The End User Monitoring cloud is our super-scalable platform for data analysis and processing end user requests. In this post we will discuss some of the design challenges of building a cloud service capable of supporting billions of requests and the underlying architecture. Once End User Experience monitoring is enabled in the controller, your application’s requests are automatically instrumented with a very small piece of javascript that allows AppDynamics to capture critical performance metrics.

Screen Shot 2013-07-25 at 9.47.14 AM

The javascript agent leverages Web Episodes javascript timing library and the W3C Navigation Timing Specification to capture the end user experience metrics. Once the metrics are collected, they are pushed to the End User Monitoring cloud via a beacon for processing.

EUM (End User Monitoring) Cloud Service is our on-demand, cloud based, multi-tenant SaaS infrastructure that acts as an aggregator for the entire EUM metrics traffic. All the EUM metrics from the end user browsers from different customers are reported to EUM Cloud service. The raw browser information received from the browser is verified, aggregated, and rolled up at the EUM Cloud Service. All the AppDynamics Controllers (SaaS or on-premise) connect to the EUM Cloud service to download metrics every minute, for each application.

Design Challenges

On-Demand highly available

End users access customer web applications anywhere in the world and any time of the day in different time zones, whenever an AppDynamics instrumented web page is accessed. From the browser, EUM metrics are reported to the EUM Cloud Service. This requires a highly available on-demand system accessed from different geo locations and different time zones.

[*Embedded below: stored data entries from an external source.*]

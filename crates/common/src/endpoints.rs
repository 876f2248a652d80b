//! Channel registry for a running hub.
//!
//! The hub binds one local socket per logical channel and records the bound
//! paths here, keyed by channel name. The registry is saved as JSON in the
//! hub's runtime directory so collaborating processes (step executors, the
//! interactive front-end, substep workers) can discover and connect to them.

use std::collections::BTreeMap;
use std::fmt;
use std::path::{Path, PathBuf};

use anyhow::{bail, Context, Result};
use serde::{Deserialize, Serialize};

/// File name of the registry inside the hub's runtime directory.
pub const ENDPOINTS_FILE: &str = "endpoints.json";

/// Logical channels a hub can bind. The tap channels exist only in master or
/// both mode.
#[derive(Clone, Copy, Debug, PartialEq, Eq, PartialOrd, Ord)]
pub enum Channel {
    SignaturePush,
    SignatureReq,
    ControlPush,
    ControlReq,
    SubstepFrontend,
    SubstepBackend,
    TapLogging,
    TapListener,
    TapHandshake,
}

impl Channel {
    pub fn as_str(&self) -> &'static str {
        match self {
            Channel::SignaturePush => "signature_push",
            Channel::SignatureReq => "signature_req",
            Channel::ControlPush => "control_push",
            Channel::ControlReq => "control_req",
            Channel::SubstepFrontend => "substep_frontend",
            Channel::SubstepBackend => "substep_backend",
            Channel::TapLogging => "tap_logging",
            Channel::TapListener => "tap_listener",
            Channel::TapHandshake => "tap_handshake",
        }
    }
}

impl fmt::Display for Channel {
    fn fmt(&self, f: &mut fmt::Formatter<'_>) -> fmt::Result {
        f.write_str(self.as_str())
    }
}

/// Conventional socket path for a channel inside a runtime directory.
pub fn socket_path(dir: &Path, channel: Channel) -> PathBuf {
    dir.join(format!("{}.sock", channel.as_str()))
}

/// Map from channel name to bound socket path.
#[derive(Clone, Debug, Default, Serialize, Deserialize)]
pub struct Endpoints {
    sockets: BTreeMap<String, PathBuf>,
}

impl Endpoints {
    pub fn insert(&mut self, channel: Channel, path: PathBuf) {
        self.sockets.insert(channel.as_str().to_string(), path);
    }

    pub fn socket(&self, channel: Channel) -> Result<&Path> {
        match self.sockets.get(channel.as_str()) {
            Some(path) => Ok(path),
            None => bail!("channel {} is not bound by this hub", channel),
        }
    }

    pub fn contains(&self, channel: Channel) -> bool {
        self.sockets.contains_key(channel.as_str())
    }

    pub fn paths(&self) -> impl Iterator<Item = &Path> {
        self.sockets.values().map(PathBuf::as_path)
    }

    pub fn save(&self, path: &Path) -> Result<()> {
        let json = serde_json::to_string_pretty(self)?;
        std::fs::write(path, json)
            .with_context(|| format!("failed to write endpoints file {}", path.display()))
    }

    pub fn load(path: &Path) -> Result<Self> {
        let raw = std::fs::read_to_string(path)
            .with_context(|| format!("failed to read endpoints file {}", path.display()))?;
        serde_json::from_str(&raw)
            .with_context(|| format!("malformed endpoints file {}", path.display()))
    }
}

#[cfg(test)]
mod tests {
    use super::*;

    #[test]
    fn roundtrips_through_file() -> Result<()> {
        let dir = tempfile::tempdir()?;
        let mut endpoints = Endpoints::default();
        endpoints.insert(Channel::SignaturePush, socket_path(dir.path(), Channel::SignaturePush));
        endpoints.insert(Channel::ControlReq, socket_path(dir.path(), Channel::ControlReq));

        let file = dir.path().join(ENDPOINTS_FILE);
        endpoints.save(&file)?;
        let loaded = Endpoints::load(&file)?;

        assert_eq!(
            loaded.socket(Channel::ControlReq)?,
            socket_path(dir.path(), Channel::ControlReq)
        );
        assert!(!loaded.contains(Channel::TapLogging));
        assert!(loaded.socket(Channel::TapLogging).is_err());
        Ok(())
    }
}
use serde::{Deserialize, Serialize};
use thiserror::Error;

/// Shared vector math used by every stage (normalization, dot products, distances).
pub mod vector;

/// Bounded per-image random subsampling of descriptors for vocabulary training.
pub mod sampler;

/// Clustering capability and the k-means variants that implement it.
pub mod kmeans;
pub use kmeans::{Clusterer, KMeans, MiniBatchKMeans};

/// Implementation of a flat visual vocabulary, which quantizes descriptors
/// into visual words and turns descriptor sets into term-frequency histograms.
pub mod vocab;
pub use vocab::{histogram, train_vocabulary, Quantizer, Vocabulary};

/// Collection-wide IDF weighting and the searchable document vector table.
pub mod index;
pub use index::{build_index, DocumentTable, IdfVector, RawHistograms};

/// Read-only ranking of the collection against a query descriptor set.
pub mod query;
pub use query::{query, Match, QueryEngine, Ranking, Snapshot};

/// Descriptor collections and the external feature extractor capability.
pub mod collection;
pub use collection::{Collection, Extraction, Extractor};

/// Engine configuration.
pub mod config;
pub use config::{Config, IdfSmoothing};

/// Versioned on-disk envelope shared by every persisted artifact.
#[cfg(feature = "bincode")]
pub mod artifact;

/// Descriptor dimension of SIFT, the reference local feature.
pub const SIFT_DIM: usize = 128;

/// Bag-of-Words representation of an image or descriptor set.
///
/// Index: visual word id in the vocabulary.
///
/// Value: weight of that word in the provided features. Depending on the
/// stage this is an L1-normalized term frequency or an L2-normalized TF-IDF weight.
pub type BoW = Vec<f32>;

/// Ordered set of fixed-dimension float descriptors extracted from one image.
///
/// Stored row-major in a single buffer. An empty set is valid and means the
/// image has no usable features.
#[derive(Serialize, Deserialize, Debug, Clone, PartialEq)]
pub struct DescriptorSet {
    dim: usize,
    data: Vec<f32>,
}

impl DescriptorSet {
    /// Empty set of `dim`-dimensional descriptors.
    pub fn new(dim: usize) -> Self {
        Self {
            dim,
            data: Vec::new(),
        }
    }

    /// Wrap a row-major buffer holding `data.len() / dim` descriptors.
    pub fn from_flat(dim: usize, data: Vec<f32>) -> BowResult<Self> {
        if dim == 0 {
            return Err(BowErr::InvalidConfig(
                "descriptor dimension must be greater than 0".to_string(),
            ));
        }
        if data.len() % dim != 0 {
            return Err(BowErr::InvalidConfig(format!(
                "descriptor buffer of {} values is not a whole number of {}-dimensional rows",
                data.len(),
                dim
            )));
        }
        Ok(Self { dim, data })
    }

    /// Build a set from individual descriptors, all of which must have length `dim`.
    pub fn from_rows<I, R>(dim: usize, rows: I) -> BowResult<Self>
    where
        I: IntoIterator<Item = R>,
        R: AsRef<[f32]>,
    {
        let mut set = Self::from_flat(dim, Vec::new())?;
        for row in rows {
            set.push(row.as_ref())?;
        }
        Ok(set)
    }

    /// Append one descriptor.
    pub fn push(&mut self, desc: &[f32]) -> BowResult<()> {
        if desc.len() != self.dim {
            return Err(BowErr::DimensionMismatch {
                what: "descriptor",
                expected: self.dim,
                actual: desc.len(),
            });
        }
        self.data.extend_from_slice(desc);
        Ok(())
    }

    /// Append every descriptor of `other`.
    pub fn extend_from(&mut self, other: &DescriptorSet) -> BowResult<()> {
        self.check_dim(other.dim)?;
        self.data.extend_from_slice(&other.data);
        Ok(())
    }

    pub fn dim(&self) -> usize {
        self.dim
    }

    /// Number of descriptors.
    pub fn len(&self) -> usize {
        if self.dim == 0 {
            0
        } else {
            self.data.len() / self.dim
        }
    }

    pub fn is_empty(&self) -> bool {
        self.data.is_empty()
    }

    pub fn get(&self, i: usize) -> Option<&[f32]> {
        let start = i.checked_mul(self.dim)?;
        self.data.get(start..start + self.dim)
    }

    /// Iterate over descriptors in insertion order.
    pub fn iter(&self) -> std::slice::ChunksExact<'_, f32> {
        // chunks_exact panics on 0, and a 0-dim set never holds data
        self.data.chunks_exact(self.dim.max(1))
    }

    pub fn as_flat(&self) -> &[f32] {
        &self.data
    }

    pub(crate) fn check_dim(&self, expected: usize) -> BowResult<()> {
        if self.dim != expected {
            return Err(BowErr::DimensionMismatch {
                what: "descriptor set",
                expected,
                actual: self.dim,
            });
        }
        Ok(())
    }

    /// Sets restored from disk bypass the constructors.
    #[cfg(feature = "bincode")]
    pub(crate) fn is_well_formed(&self) -> bool {
        self.dim > 0 && self.data.len() % self.dim == 0
    }
}

/// Provides method(s) for computing the similarity score between bow vectors.
pub trait BoWTrait {
    /// Cosine similarity, assuming both vectors are L2-normalized (or zero).
    fn cosine(&self, other: &Self) -> f32;
}

impl BoWTrait for [f32] {
    fn cosine(&self, other: &Self) -> f32 {
        vector::dot(self, other)
    }
}

pub type BowResult<T> = std::result::Result<T, BowErr>;

#[derive(Error, Debug)]
pub enum BowErr {
    /// The extractor found no usable descriptors. A defined outcome on the
    /// query path, never retried internally.
    #[error("No usable features in descriptor set")]
    NoFeatures,
    #[error("Dimension mismatch in {what}: expected {expected}, got {actual}")]
    DimensionMismatch {
        what: &'static str,
        expected: usize,
        actual: usize,
    },
    #[error("Insufficient training data: {samples} sampled descriptors for {k} visual words")]
    InsufficientTrainingData { samples: usize, k: usize },
    #[error("Corrupt artifact: {0}")]
    CorruptArtifact(String),
    #[error("Invalid configuration: {0}")]
    InvalidConfig(String),
    #[error("Unknown image '{0}'")]
    UnknownImage(String),
    #[error("Io Error")]
    Io(#[from] std::io::Error),
    #[cfg(feature = "bincode")]
    #[error("Artifact Serialization Error")]
    Bincode(#[from] bincode::Error),
    #[error("Json Serialization Error")]
    Json(#[from] serde_json::Error),
}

Extremely Concurrent usage

All end users of all AppDynamics customers using EUM solution continuously report browser information on the same EUM Cloud Service. EUM Cloud Service processes all the reported browser information concurrently and generate metrics and collect snapshot samples continuously.

High Scalability

The usage pattern for different applications throughout the day is different; the number of records to be processed at EUM Cloud vary with different applications at different times. The EUM Cloud Service automatically scale up to handle any surge in the incoming records and accordingly scale down with lower load.

Multi Tenancy support

The EUM Cloud Service process EUM metrics reported from different applications for different customers; the cloud service provides multi-tenancy. The reported browser information is partitioned based on customers and their different applications. EUM Cloud Service provides a mechanism for different customer controllers to download aggregated metrics and snapshots based on customer and application identification.

Cost

The EUM Cloud Service needs to be able to dynamically scale based on demand. The problem with supporting massive scale is that we have to pay for hardware upfront and over provision to handle huge spikes. One of the motivating factors when choosing to use Amazon Web Services is that costs scale linearly with demand.

Architecture

The EUM Cloud Service is hosted on Amazon Web Services infrastructure for horizontal scaling. The service has two functional components – collector and aggregator. Multiple instances of these components work in parallel to collect and aggregate the EUM metrics received from the end user browser/device. The transient metric data be transient is stored in Amazon S3 buckets. All the meta data information related to applications and other configuration is stored in the Amazon DynamoDB tables.

A single page load will send one or more beacon–one per base page and every iframe onload and one per ajax request. Javascript errors occurring post page load are also sent as error beacons.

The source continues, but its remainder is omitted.